SAN JOSE, CALIFORNIA.- The San Jose Museum of Art presents “The Not-So-Still Life: A Century of California Painting and Sculpture,” on view through Sunday, February 15, 2004. Lead sponsorship of The Not-So-Still Life is provided by Deborah  and Andy Rappaport. Sponsorship is provided by the Myra Reinhard Family Foundation; Wells Fargo; Adaptec; and the Kent and Rita Norton Foundation. Generous in-kind support of the opening night celebration provided by Il Fornaio, Karen Baba of Plan Decor, Grey Goose Vodka, Corazón Tequila, Elliston Vineyards.  

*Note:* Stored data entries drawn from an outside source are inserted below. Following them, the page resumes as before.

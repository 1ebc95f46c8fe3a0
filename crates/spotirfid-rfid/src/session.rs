//! Card session management.
//!
//! A [`CardSession`] owns the reader transport and tracks the card currently
//! selected in the field. It detects and classifies new cards, releases them
//! with the halt sequence, and waits for them to leave the field.
//!
//! # Examples
//!
//! ```
//! use spotirfid_core::{CardFamily, SessionTiming};
//! use spotirfid_hardware::mock::{MockPicc, SimulatedTag};
//! use spotirfid_rfid::CardSession;
//!
//! #[tokio::main(flavor = "current_thread")]
//! async fn main() {
//!     let (chip, handle) = MockPicc::new();
//!     let mut session = CardSession::new(chip, SessionTiming::default());
//!     session.init().await.unwrap();
//!
//!     handle.present(SimulatedTag::ultralight(vec![0x04, 0xA1, 0xB2, 0xC3]));
//!
//!     let card = session.detect_and_select().await.unwrap();
//!     assert_eq!(card.identity.to_hex(), "04A1B2C3");
//!     assert_eq!(card.family, CardFamily::Lightweight);
//! }
//! ```

use std::time::Duration;

use chrono::{DateTime, Utc};
use tokio::time::{Instant, sleep};
use tracing::{debug, info, warn};

use spotirfid_core::{CardFamily, CardIdentity, SessionTiming};
use spotirfid_hardware::{PiccTransport, PiccType, RequestMode, TransportError};

/// A card selected in the field.
#[derive(Debug, Clone, PartialEq, Eq)]
pub struct ActiveCard {
    pub identity: CardIdentity,
    pub picc_type: PiccType,
    pub family: CardFamily,
    pub detected_at: DateTime<Utc>,
}

/// Result of waiting for a card to leave the field.
#[derive(Debug, Clone, Copy, PartialEq, Eq)]
pub enum RemovalOutcome {
    /// The card stopped answering.
    Removed,
    /// The card was still present when the timeout elapsed.
    TimedOut,
}

/// Exclusive session over one reader transport.
#[derive(Debug)]
pub struct CardSession<T: PiccTransport> {
    transport: T,
    timing: SessionTiming,
    active: Option<ActiveCard>,
}

impl<T: PiccTransport> CardSession<T> {
    pub fn new(transport: T, timing: SessionTiming) -> Self {
        Self {
            transport,
            timing,
            active: None,
        }
    }

    /// Initialize the reader chip.
    ///
    /// # Errors
    /// Returns the transport error if the chip does not come up.
    pub async fn init(&mut self) -> Result<(), TransportError> {
        self.transport.init().await?;
        let reader = self.transport.reader_info().await?;
        info!(
            name = %reader.name,
            firmware = ?reader.firmware_version,
            "Reader initialized"
        );
        Ok(())
    }

    /// Look for a new card and select it.
    ///
    /// Returns `None` when no card answers or selection fails; neither is an
    /// error. Halted cards do not answer, so a card that was released and
    /// left in the field is not detected again until it is re-presented.
    ///
    /// A request the chip itself fails is followed by a chip reset.
    pub async fn detect_and_select(&mut self) -> Option<ActiveCard> {
        match self.transport.request(RequestMode::Idle).await {
            Ok(true) => {}
            Ok(false) => return None,
            Err(e) => {
                warn!(error = %e, "Request failed, resetting reader");
                if let Err(e) = self.transport.reset().await {
                    warn!(error = %e, "Reader reset failed");
                }
                return None;
            }
        }

        let selection = match self.transport.select().await {
            Ok(selection) => selection,
            Err(e) => {
                debug!(error = %e, "Select failed");
                return None;
            }
        };

        let identity = match CardIdentity::new(selection.uid) {
            Ok(identity) => identity,
            Err(e) => {
                warn!(error = %e, "Ignoring card with malformed UID");
                return None;
            }
        };

        let picc_type = PiccType::from_sak(selection.sak);
        let card = ActiveCard {
            identity,
            picc_type,
            family: picc_type.family(),
            detected_at: Utc::now(),
        };
        info!(
            uid = %card.identity,
            card_type = picc_type.name(),
            family = %card.family,
            "Card detected"
        );

        self.active = Some(card.clone());
        Some(card)
    }

    /// The card selected by the last successful detection, if still held.
    pub fn active_card(&self) -> Option<&ActiveCard> {
        self.active.as_ref()
    }

    /// Family of the active card.
    ///
    /// Classification happens once at selection, so repeated calls within
    /// a session always agree.
    pub fn classify(&self) -> Option<CardFamily> {
        self.active.as_ref().map(|card| card.family)
    }

    /// Halt the card, leave the authenticated state, and wait for it to settle.
    ///
    /// With `keep_in_field` the session keeps the card's identity for a
    /// following [`wait_for_removal`](Self::wait_for_removal); otherwise the
    /// card is forgotten and the next detection may start immediately.
    pub async fn release(&mut self, keep_in_field: bool) {
        if let Err(e) = self.transport.halt().await {
            debug!(error = %e, "Halt failed");
        }
        if let Err(e) = self.transport.stop_crypto().await {
            debug!(error = %e, "Stop crypto failed");
        }
        sleep(self.timing.release_settle).await;

        if !keep_in_field {
            self.active = None;
        }
    }

    /// Give a freshly written Lightweight tag time to settle before it is read again.
    pub async fn settle_after_write(&self, family: CardFamily) {
        if family == CardFamily::Lightweight {
            sleep(self.timing.write_settle).await;
        }
    }

    /// Poll until no card answers a wake-up request, or `timeout` elapses.
    ///
    /// Every answering card is selected and halted again before the next
    /// poll: a card left in READY ignores the following wake-up and would
    /// look removed.
    ///
    /// A timeout is not an error. The card stays halted so it is not picked
    /// up as a new presentation, and the session carries on.
    pub async fn wait_for_removal(&mut self, timeout: Duration) -> RemovalOutcome {
        let deadline = Instant::now() + timeout;

        loop {
            let present = matches!(self.transport.request(RequestMode::Wake).await, Ok(true));
            if !present {
                info!("Card removal detected");
                self.active = None;
                return RemovalOutcome::Removed;
            }
            self.quiesce().await;

            if Instant::now() >= deadline {
                warn!(
                    timeout_ms = timeout.as_millis() as u64,
                    "Card still present after removal timeout, continuing"
                );
                self.active = None;
                return RemovalOutcome::TimedOut;
            }

            sleep(self.timing.removal_poll).await;
        }
    }

    /// Return a woken card to HALT.
    async fn quiesce(&mut self) {
        match self.transport.select().await {
            Ok(_) => {
                if let Err(e) = self.transport.halt().await {
                    debug!(error = %e, "Halt failed");
                }
            }
            Err(e) => debug!(error = %e, "Select before halt failed"),
        }
        if let Err(e) = self.transport.stop_crypto().await {
            debug!(error = %e, "Stop crypto failed");
        }
    }

    pub fn timing(&self) -> &SessionTiming {
        &self.timing
    }

    pub fn transport(&self) -> &T {
        &self.transport
    }

    /// Direct access to the transport for storage transfers.
    pub fn transport_mut(&mut self) -> &mut T {
        &mut self.transport
    }

    pub fn into_transport(self) -> T {
        self.transport
    }
}

#[cfg(test)]
mod tests {
    use super::*;
    use spotirfid_hardware::mock::{MockPicc, MockPiccHandle, SimulatedTag, TransportOp};

    const UID: [u8; 4] = [0x04, 0xA1, 0xB2, 0xC3];

    async fn session() -> (CardSession<MockPicc>, MockPiccHandle) {
        let (chip, handle) = MockPicc::new();
        let mut session = CardSession::new(chip, SessionTiming::default());
        session.init().await.unwrap();
        (session, handle)
    }

    #[tokio::test(start_paused = true)]
    async fn test_no_card_is_not_an_error() {
        let (mut session, _handle) = session().await;
        assert!(session.detect_and_select().await.is_none());
        assert!(session.active_card().is_none());
    }

    #[tokio::test(start_paused = true)]
    async fn test_detects_and_classifies() {
        let (mut session, handle) = session().await;
        handle.present(SimulatedTag::classic_1k(UID.to_vec()));

        let card = session.detect_and_select().await.unwrap();
        assert_eq!(card.identity.to_hex(), "04A1B2C3");
        assert_eq!(card.picc_type, PiccType::MifareClassic1K);
        assert_eq!(card.family, CardFamily::Authenticated);
        assert_eq!(session.classify(), Some(CardFamily::Authenticated));
        assert_eq!(session.classify(), session.classify());
    }

    #[tokio::test(start_paused = true)]
    async fn test_unsupported_card_is_detected() {
        let (mut session, handle) = session().await;
        handle.present(SimulatedTag::ultralight(UID.to_vec()).with_sak(0x20));

        let card = session.detect_and_select().await.unwrap();
        assert_eq!(card.family, CardFamily::Unsupported);
    }

    #[tokio::test(start_paused = true)]
    async fn test_failed_request_resets_reader() {
        let (chip, handle) = MockPicc::new();
        let mut session = CardSession::new(chip, SessionTiming::default());
        handle.present(SimulatedTag::ultralight(UID.to_vec()));

        // Uninitialized chip: the request itself fails.
        assert!(session.detect_and_select().await.is_none());
        assert_eq!(
            handle.operations(),
            vec![TransportOp::Request(RequestMode::Idle), TransportOp::Reset]
        );

        // The reset brought the reader back.
        let card = session.detect_and_select().await.unwrap();
        assert_eq!(card.identity.to_hex(), "04A1B2C3");
    }

    #[tokio::test(start_paused = true)]
    async fn test_malformed_uid_is_ignored() {
        let (mut session, handle) = session().await;
        handle.present(SimulatedTag::ultralight(vec![0x04, 0xA1]));

        assert!(session.detect_and_select().await.is_none());
    }

    #[tokio::test(start_paused = true)]
    async fn test_release_halts_and_settles() {
        let (mut session, handle) = session().await;
        handle.present(SimulatedTag::ultralight(UID.to_vec()));
        session.detect_and_select().await.unwrap();
        handle.clear_operations();

        let start = Instant::now();
        session.release(false).await;

        assert_eq!(start.elapsed(), Duration::from_millis(50));
        assert_eq!(
            handle.operations(),
            vec![TransportOp::Halt, TransportOp::StopCrypto]
        );
        assert!(handle.is_halted());
        assert!(session.active_card().is_none());

        // A halted card left in the field is not a new card.
        assert!(session.detect_and_select().await.is_none());
    }

    #[tokio::test(start_paused = true)]
    async fn test_release_keep_in_field_retains_card() {
        let (mut session, handle) = session().await;
        handle.present(SimulatedTag::ultralight(UID.to_vec()));
        session.detect_and_select().await.unwrap();

        session.release(true).await;
        assert!(session.active_card().is_some());
    }

    #[tokio::test(start_paused = true)]
    async fn test_settle_after_write_only_for_lightweight() {
        let (session, _handle) = session().await;

        let start = Instant::now();
        session.settle_after_write(CardFamily::Authenticated).await;
        assert_eq!(start.elapsed(), Duration::ZERO);

        session.settle_after_write(CardFamily::Lightweight).await;
        assert_eq!(start.elapsed(), Duration::from_millis(200));
    }

    #[tokio::test(start_paused = true)]
    async fn test_wait_for_removal_detects_removal() {
        let (mut session, handle) = session().await;
        handle.present(SimulatedTag::ultralight(UID.to_vec()));
        session.detect_and_select().await.unwrap();
        session.release(true).await;

        let remover = handle.clone();
        tokio::spawn(async move {
            sleep(Duration::from_millis(350)).await;
            remover.remove();
        });

        let start = Instant::now();
        let outcome = session.wait_for_removal(Duration::from_secs(5)).await;

        assert_eq!(outcome, RemovalOutcome::Removed);
        assert!(start.elapsed() < Duration::from_secs(1));
        assert!(session.active_card().is_none());
    }

    #[tokio::test(start_paused = true)]
    async fn test_wait_for_removal_times_out() {
        let (mut session, handle) = session().await;
        handle.present(SimulatedTag::ultralight(UID.to_vec()));
        session.detect_and_select().await.unwrap();
        session.release(true).await;
        handle.clear_operations();

        let start = Instant::now();
        let outcome = session.wait_for_removal(Duration::from_secs(5)).await;

        // The card stays on the reader for the whole timeout and is never
        // mistaken for a removed one.
        assert_eq!(outcome, RemovalOutcome::TimedOut);
        assert!(start.elapsed() >= Duration::from_secs(5));
        assert!(start.elapsed() < Duration::from_millis(5200));

        let ops = handle.operations();
        let polls = ops
            .iter()
            .filter(|op| **op == TransportOp::Request(RequestMode::Wake))
            .count();
        assert!(polls >= 50);
        for poll in ops.chunks(4) {
            assert_eq!(
                poll,
                &[
                    TransportOp::Request(RequestMode::Wake),
                    TransportOp::Select,
                    TransportOp::Halt,
                    TransportOp::StopCrypto,
                ]
            );
        }

        // The stuck card is halted again rather than re-detected.
        assert!(handle.is_halted());
        assert!(session.detect_and_select().await.is_none());
    }
}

Jointly curated by Dr. William Gerdts (Professor Emeritus of City University of New York), Dr. Patricia Trenton (founder of the American Art Department of the Denver Art Museum) and Dr. Susan Landauer, Katie and Drew Gibson Chief Curator at SJMA, this exhibition traces the intriguing evolution of still life in California from the turn of the century until about 2000. Like other genres such as landscape and portraiture, still life has undergone a radical transformation. Today’s still life is no longer still; it has not only moved off the table, but off the wall and into three dimensions. This exhibition will investigate the great variety of media the theme now engages, from the assemblage tableaux of George Herms to the oversized stacked plates of Robert Therrien.  

Until recently, still life assumed a lowly position in the hierarchy of art. It has been the least theorized of all the branches of the arts, and thought of as unworthy of serious discussion. In the last several decades, however, a proliferation of critical studies and exhibitions devoted to still-life painting have changed that perception. Professor William Gerdts’ American Still Life Painting, published by Praeger in 1971, made the first major break-through in the critical study of American still life painting. The ensuing interest in still life has precipitated a number of revisionist art-historical critiques of the genre, most notably, Norman Bryson’s Looking at the Overlooked (Harvard University Press, 1990), which has found a gendered bias against still life in the early part of this century - a bias that has all but disappeared in recent decades. This exhibition traces the development of the genre from the "low-plane" domestic reality with which it has historically been viewed to its emergence into the "higher" levels of critical discourse.  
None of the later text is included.